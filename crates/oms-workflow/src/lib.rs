//! Workflow Overlays for Sumano OMS
//!
//! Three specialized workflows formalize project milestones, each layering
//! structured status/signature/checklist semantics atop a generic
//! [`oms_document::DocumentInstance`] payload:
//!
//! - **ChangeRequest**: formal change authorization during an active
//!   project. Two-party signing, impact assessment gate, client decision.
//! - **PilotAcceptance**: client acceptance of a delivered pilot. At most
//!   one per project. Flat 12-item checklist, two-party signing.
//! - **PilotHandover**: internal handover of a completed pilot. Sectioned
//!   25-item checklist with an 80% review gate, single team-lead signature.
//!
//! Shared mechanics live in [`signatures`] (role-resolved, monotonic
//! signature slots) and [`checklist`] (closed key sets, per-workflow
//! completion policies). The [`WorkflowStore`] facade owns the records and
//! enforces cardinality.
//!
//! Payload shape is a wire contract: the top-level `filled_data` keys in
//! [`sections`] must not be renamed — stored documents depend on them.

#![deny(unsafe_code)]

mod acceptance;
mod change_request;
mod errors;
mod handover;
mod payload;
mod status;
mod store;

pub mod checklist;
pub mod signatures;

pub use acceptance::*;
pub use change_request::*;
pub use checklist::*;
pub use errors::*;
pub use handover::*;
pub use payload::*;
pub use signatures::*;
pub use status::*;
pub use store::*;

++++++++

▸ WORK REQUEST:
Set down only the lines from the line with "mod status;" through the last line of the data above, keeping both the first and the last.

▸ RESULT OF THE EXERCISE:
mod status;
mod store;

pub mod checklist;
pub mod signatures;

pub use acceptance::*;
pub use change_request::*;
pub use checklist::*;
pub use errors::*;
pub use handover::*;
pub use payload::*;
pub use signatures::*;
pub use status::*;
pub use store::*;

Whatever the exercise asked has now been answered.